Betraying the heart of Glee
Glee has been described as a positive, wholesome show. This has nothing to do with its content. It features sex, drugs, and light cursing, and is not squeaky clean at all. Glee’s wholesomeness does not come from its content, it comes from its message. The show is about diversity, underdogs, and being confident in who you are. This is what the photo shoot violates. Glee whipped out its whitest, skinniest stars, took off their clothes, and slapped them in a men’s magazine. This exploitative, weird photoshoot celebrated the status quo and young women looking stupid. Also, notice how they turned Lea’s face in most shoots to hide her unique facial features, particularly the nose.
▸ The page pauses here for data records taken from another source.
//! User Repository

use futures::TryStreamExt;
use mongodb::bson::{self, doc, oid::ObjectId};
use mongodb::{ClientSession, Collection, Database};

use super::{RepoError, RepoResult, USERS, is_duplicate_key};
use crate::db::models::{AccountStatus, Role, User};

#[derive(Clone)]
pub struct UserRepository {
    coll: Collection<User>,
}

impl UserRepository {
    pub fn new(db: &Database) -> Self {
        Self {
            coll: db.collection::<User>(USERS),
        }
    }

    /// All users, newest first
    pub async fn find_all(&self) -> RepoResult<Vec<User>> {
        let users = self
            .coll
            .find(doc! {})
            .sort(doc! { "created_at": -1 })
            .await?
            .try_collect()
            .await?;
        Ok(users)
    }

    pub async fn find_by_id(&self, id: ObjectId) -> RepoResult<Option<User>> {
        Ok(self.coll.find_one(doc! { "_id": id }).await?)
    }

    pub async fn find_by_email(&self, email: &str) -> RepoResult<Option<User>> {
        Ok(self.coll.find_one(doc! { "email": email }).await?)
    }

    /// Insert a new user. The unique email index turns races into Duplicate.
    pub async fn create(&self, mut user: User) -> RepoResult<User> {
        let result = self.coll.insert_one(&user).await.map_err(|e| {
            if is_duplicate_key(&e) {
                RepoError::Duplicate(format!("Email '{}' is already registered", user.email))
            } else {
                e.into()
            }
        })?;
        user.id = result.inserted_id.as_object_id();
        Ok(user)
    }

    /// Change a user's role, returning the updated record
    pub async fn update_role(&self, id: ObjectId, role: Role) -> RepoResult<User> {
        let updated = self
            .coll
            .find_one_and_update(
                doc! { "_id": id },
                doc! { "$set": {
                    "role": bson::to_bson(&role)?,
                    "updated_at": bson::DateTime::now(),
                } },
            )
            .return_document(mongodb::options::ReturnDocument::After)
            .await?;
        updated.ok_or_else(|| RepoError::NotFound(format!("User {id} not found")))
    }

    pub async fn find_by_verify_token(&self, token: &str) -> RepoResult<Option<User>> {
        Ok(self.coll.find_one(doc! { "verify_token": token }).await?)
    }

    pub async fn find_by_reset_token(&self, token: &str) -> RepoResult<Option<User>> {
        Ok(self.coll.find_one(doc! { "reset_token": token }).await?)
    }

    /// Mark the account verified and consume the verify token (single use)
    pub async fn mark_verified(&self, id: ObjectId) -> RepoResult<()> {
        self.coll
            .update_one(
                doc! { "_id": id },
                doc! {
                    "$set": { "is_verified": true, "updated_at": bson::DateTime::now() },
                    "$unset": { "verify_token": "", "verify_token_expires_at": "" },
                },
            )
            .await?;
        Ok(())
    }

    pub async fn set_reset_token(
        &self,
        id: ObjectId,
        token: &str,
        expires_at: bson::DateTime,
    ) -> RepoResult<()> {
        self.coll
            .update_one(
                doc! { "_id": id },
                doc! { "$set": {
                    "reset_token": token,
                    "reset_token_expires_at": expires_at,
                    "updated_at": bson::DateTime::now(),
                } },
            )
            .await?;
        Ok(())
    }

    /// Store the new password hash and consume the reset token (single use)
    pub async fn update_password_and_clear_reset(
        &self,
        id: ObjectId,
        password_hash: &str,
    ) -> RepoResult<()> {
        self.coll
            .update_one(
                doc! { "_id": id },
                doc! {
                    "$set": { "password_hash": password_hash, "updated_at": bson::DateTime::now() },
                    "$unset": { "reset_token": "", "reset_token_expires_at": "" },
                },
            )
            .await?;
        Ok(())
    }

    pub async fn set_status(&self, id: ObjectId, status: AccountStatus) -> RepoResult<()> {
        self.coll
            .update_one(
                doc! { "_id": id },
                doc! { "$set": {
                    "status": bson::to_bson(&status)?,
                    "updated_at": bson::DateTime::now(),
                } },
            )
            .await?;
        Ok(())
    }

    pub async fn set_virtual_account(
        &self,
        id: ObjectId,
        account: &crate::db::models::VirtualAccount,
    ) -> RepoResult<()> {
        self.coll
            .update_one(
                doc! { "_id": id },
                doc! { "$set": {
                    "virtual_account": bson::to_bson(account)?,
                    "updated_at": bson::DateTime::now(),
                } },
            )
            .await?;
        Ok(())
    }

    /// Grow the running ledger after a deferred-payment order.
    ///
    /// Runs inside the caller's transaction so the order write and the
    /// ledger increment commit together.
    pub async fn apply_ledger_increment(
        &self,
        session: &mut ClientSession,
        user_id: ObjectId,
        amount: f64,
    ) -> RepoResult<()> {
        let result = self
            .coll
            .update_one(
                doc! { "_id": user_id },
                doc! {
                    "$inc": { "ledger_balance": amount, "lifetime_value": amount },
                    "$set": { "updated_at": bson::DateTime::now() },
                },
            )
            .session(&mut *session)
            .await?;
        if result.matched_count == 0 {
            return Err(RepoError::NotFound(format!("User {user_id} not found")));
        }
        Ok(())
    }
}
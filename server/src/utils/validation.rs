//! Input validation helpers
//!
//! Bridges `validator` derive checks into [`AppError`]. Request bodies are
//! parsed into typed DTOs and validated here before any entity mutation.

use validator::Validate;

use crate::utils::AppError;

/// Run derive-based validation on a request DTO.
///
/// Rejects malformed payloads at the boundary, before any entity mutation.
pub fn validate_payload<T: Validate>(payload: &T) -> Result<(), AppError> {
    payload
        .validate()
        .map_err(|e| AppError::Validation(flatten_errors(&e)))
}

/// Flatten validator's nested error map into a single readable line.
fn flatten_errors(errors: &validator::ValidationErrors) -> String {
    let mut parts: Vec<String> = errors
        .field_errors()
        .iter()
        .map(|(field, errs)| {
            let detail = errs
                .iter()
                .filter_map(|e| e.message.as_ref().map(|m| m.to_string()))
                .collect::<Vec<_>>()
                .join(", ");
            if detail.is_empty() {
                format!("{field} is invalid")
            } else {
                format!("{field}: {detail}")
            }
        })
        .collect();
    parts.sort();
    parts.join("; ")
}

#[cfg(test)]
mod tests {
    use super::*;
    use validator::Validate;

    #[derive(Validate)]
    struct Probe {
        #[validate(email(message = "must be a valid email"))]
        email: String,
        #[validate(range(min = 1, max = 5, message = "must be between 1 and 5"))]
        rating: u8,
    }

    #[test]
    fn test_valid_payload_passes() {
        let p = Probe {
            email: "ada@example.com".into(),
            rating: 4,
        };
        assert!(validate_payload(&p).is_ok());
    }

    #[test]
    fn test_invalid_payload_rejected_with_field_names() {
        let p = Probe {
            email: "not-an-email".into(),
            rating: 9,
        };
        let err = validate_payload(&p).unwrap_err();
        match err {
            AppError::Validation(msg) => {
                assert!(msg.contains("email"));
                assert!(msg.contains("rating"));
            }
            other => panic!("expected Validation, got {other:?}"),
        }
    }
}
Thoughts on the actors involved
On her blog, Dianna Agron wrote a response to the outcry over the photo shoot, and it was articulate, humble, wise, and pretty awesome. We like her a lot better now. You can read it and follow Agron’s blog here: Dianna admitted that the shoot wasn’t her favorite idea, but she didn’t walk away. As for Lea Michele, there is no doubt that she is an ambitious girl willing to do anything to succeed in showbiz. In this, she is like her Glee character, Rachel. Lea showed her breasts on stage night after night in the musical Spring Awakening, and she has the raciest poses and outfits in the photo shoot. Also, she has jumped right in line with Hollywood’s hellacious body standards by losing a lot of weight between seasons 1 and 2. This disappoints us, because she is one of the most gorgeous and talented people on TV today. After Glee, she will probably always be successful, and she has a steady job. We don’t know why she thinks she needs to do stuff like this. It saddens us that her beautiful voice isn’t enough. And Cory, you could have said something or done something too. Call us prudes, but we don’t think this shoot adds anything good to the world or to TV. It’s sexist, desperate, and dumb.

It’s a world playing to the lowest common denominator. Be careful what you see.
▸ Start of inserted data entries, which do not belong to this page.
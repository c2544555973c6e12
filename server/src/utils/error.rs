//! Unified Error Handling
//!
//! Provides application-wide error types and response structures:
//! - [`AppError`] - application error enum
//! - [`AppResponse`] - API response structure
//!
//! # Error code scheme
//!
//! | Prefix | Category | Example |
//! |--------|----------|---------|
//! | E1xxx  | authentication | E1001 login required |
//! | E2xxx  | authorization | E2001 role mismatch |
//! | E0xxx  | request / business | E0003 not found |
//! | E9xxx  | system / upstream | E9002 database error |
//!
//! # Usage
//!
//! ```ignore
//! // Return an error
//! Err(AppError::NotFound("Order DM-145000 not found".into()))
//!
//! // Return a success payload
//! Ok(ok(data))
//! ```

use axum::{
    Json,
    http::StatusCode,
    response::{IntoResponse, Response},
};
use serde::Serialize;
use tracing::error;

use crate::db::repository::RepoError;

/// Unified API response envelope
///
/// ```json
/// {
///   "code": "E0000",
///   "message": "Success",
///   "data": { ... }
/// }
/// ```
#[derive(Debug, Serialize)]
pub struct AppResponse<T> {
    /// Error code (E0000 means success)
    pub code: String,
    /// Human-readable message
    pub message: String,
    /// Response payload
    #[serde(skip_serializing_if = "Option::is_none")]
    pub data: Option<T>,
}

/// Application error enum
#[derive(Debug, thiserror::Error)]
pub enum AppError {
    // ========== Authentication Errors (401) ==========
    #[error("Authentication required")]
    Unauthorized,

    #[error("Token expired")]
    TokenExpired,

    #[error("Invalid token")]
    InvalidToken,

    #[error("Invalid email or password")]
    InvalidCredential,

    // ========== Authorization Errors (403) ==========
    #[error("Permission denied: {0}")]
    Forbidden(String),

    #[error("Account not verified")]
    Unverified,

    // ========== Business Logic Errors (4xx) ==========
    #[error("Resource not found: {0}")]
    NotFound(String),

    #[error("Resource already exists: {0}")]
    Conflict(String),

    #[error("Validation failed: {0}")]
    Validation(String),

    #[error("Invalid or expired token")]
    InvalidOneTimeToken,

    // ========== System Errors (5xx) ==========
    #[error("Database error: {0}")]
    Database(String),

    #[error("Upstream provider error: {0}")]
    Upstream(String),

    #[error("Internal server error: {0}")]
    Internal(String),
}

impl IntoResponse for AppError {
    fn into_response(self) -> Response {
        let (status, code, message) = match &self {
            // Authentication errors (401)
            AppError::Unauthorized => (StatusCode::UNAUTHORIZED, "E1001", "Please login first"),
            AppError::TokenExpired => (StatusCode::UNAUTHORIZED, "E1003", "Token expired"),
            AppError::InvalidToken => (StatusCode::UNAUTHORIZED, "E1002", "Invalid token"),
            AppError::InvalidCredential => {
                (StatusCode::UNAUTHORIZED, "E1004", "Invalid email or password")
            }

            // Authorization errors (403)
            AppError::Forbidden(msg) => (StatusCode::FORBIDDEN, "E2001", msg.as_str()),
            AppError::Unverified => (
                StatusCode::FORBIDDEN,
                "E2002",
                "Please verify your email address first",
            ),

            // Not found (404)
            AppError::NotFound(msg) => (StatusCode::NOT_FOUND, "E0003", msg.as_str()),

            // Conflict (409)
            AppError::Conflict(msg) => (StatusCode::CONFLICT, "E0004", msg.as_str()),

            // Validation (400)
            AppError::Validation(msg) => (StatusCode::BAD_REQUEST, "E0002", msg.as_str()),
            AppError::InvalidOneTimeToken => {
                (StatusCode::BAD_REQUEST, "E0007", "Invalid or expired token")
            }

            // Database errors (500) - generic message outward, detail stays in the log
            AppError::Database(msg) => {
                error!(target: "database", error = %msg, "Database error occurred");
                (StatusCode::INTERNAL_SERVER_ERROR, "E9002", "Database error")
            }

            // Upstream provider errors (502)
            AppError::Upstream(msg) => {
                error!(target: "upstream", error = %msg, "Upstream provider error");
                (
                    StatusCode::BAD_GATEWAY,
                    "E9003",
                    "Upstream provider unavailable",
                )
            }

            // Internal errors (500)
            AppError::Internal(msg) => {
                error!(target: "internal", error = %msg, "Internal error occurred");
                (
                    StatusCode::INTERNAL_SERVER_ERROR,
                    "E9001",
                    "Internal server error",
                )
            }
        };

        let body = Json(AppResponse::<()> {
            code: code.to_string(),
            message: message.to_string(),
            data: None,
        });

        (status, body).into_response()
    }
}

impl From<RepoError> for AppError {
    fn from(e: RepoError) -> Self {
        match e {
            RepoError::NotFound(msg) => AppError::NotFound(msg),
            RepoError::Duplicate(msg) => AppError::Conflict(msg),
            RepoError::Validation(msg) => AppError::Validation(msg),
            RepoError::Database(msg) => AppError::Database(msg),
        }
    }
}

impl From<validator::ValidationErrors> for AppError {
    fn from(e: validator::ValidationErrors) -> Self {
        AppError::Validation(e.to_string())
    }
}

/// Result alias for handlers
pub type AppResult<T> = Result<T, AppError>;

// ========== Helper functions ==========

/// Create a successful response
pub fn ok<T: Serialize>(data: T) -> Json<AppResponse<T>> {
    Json(AppResponse {
        code: "E0000".to_string(),
        message: "Success".to_string(),
        data: Some(data),
    })
}

/// Create a successful response with custom message
pub fn ok_with_message<T: Serialize>(data: T, message: impl Into<String>) -> Json<AppResponse<T>> {
    Json(AppResponse {
        code: "E0000".to_string(),
        message: message.into(),
        data: Some(data),
    })
}

#[cfg(test)]
mod tests {
    use super::*;

    #[test]
    fn test_repo_error_mapping() {
        let e: AppError = RepoError::NotFound("Order DM-145000 not found".into()).into();
        assert!(matches!(e, AppError::NotFound(_)));

        let e: AppError = RepoError::Duplicate("email taken".into()).into();
        assert!(matches!(e, AppError::Conflict(_)));
    }

    #[test]
    fn test_status_codes() {
        let resp = AppError::InvalidCredential.into_response();
        assert_eq!(resp.status(), StatusCode::UNAUTHORIZED);

        let resp = AppError::Unverified.into_response();
        assert_eq!(resp.status(), StatusCode::FORBIDDEN);

        let resp = AppError::InvalidOneTimeToken.into_response();
        assert_eq!(resp.status(), StatusCode::BAD_REQUEST);

        let resp = AppError::Upstream("paystack 500".into()).into_response();
        assert_eq!(resp.status(), StatusCode::BAD_GATEWAY);
    }
}
//! Health API Module

mod handler;

use axum::{Router, routing::get};

use crate::core::AppState;

/// Health router
pub fn router() -> Router<AppState> {
    Router::new().route("/api/health", get(handler::health))
}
  1. Wow, I really like this post. Very thoughtful and full of substance.

    My church's leaders have given some really good counsel on what type of entertainment we should be watching - if you're interested, you can read it here:
    (Click on the "Entertainment and Media" tab.)

    I'm not perfect when it comes to following those guidelines, and a lot of it is left up to interpretation (I know many Mormons who think you're going to hell if you watch Friends, I also know many Mormons who own all ten seasons.)

    I tend to be on the more liberal end of the spectrum, though I can definitely see how my mind and actions are changed when I view less wholesome material. I try to play it safe, but I haven't been able to give up Grey's Anatomy yet. :)

    Ern, I talked to you the other day about Dexter. We decided to stop watching it all together. :'( It was a really interesting show, but it was chock full of violence, sex, and profanity. I just don't see how watching it will make my life any better (although I will definitely not judge you for watching it, I promise.)

    In media, sex bothers me much more than violence because I have acutely felt the negative effects of it in my own life. I find the acceptance of casual sex and pornography to be one of the most serious problems in our society.

    And one last comment, on the "no one is humanized by violence" part - yes, all violence is bad, and most violence on tv is straight up stupid and unnecessary. But I learn so much from watching things like Saving Private Ryan and Band of Brothers. I think I feel MORE human when I watch war movies. I recognize my own mortality, I remember that we are all just people, and I feel more connected to the world. Remembering war violence is humanizing, I think, although violence and violent acts themselves are, as you said, never humanizing.

    Sorry, that's a super long comment, but I just really liked your post! :)

  2. I really like this post, too. The problem, as you so rightly point out, is that this GQ photo shoot really does seem to deal in the same kind misogyny and racism that the show tries in its own ways to combat. The show is not "clean and wholesome" by any means, but it does try to wade through the bad decisions that teenagers make to advance a positive message about respecting human beings.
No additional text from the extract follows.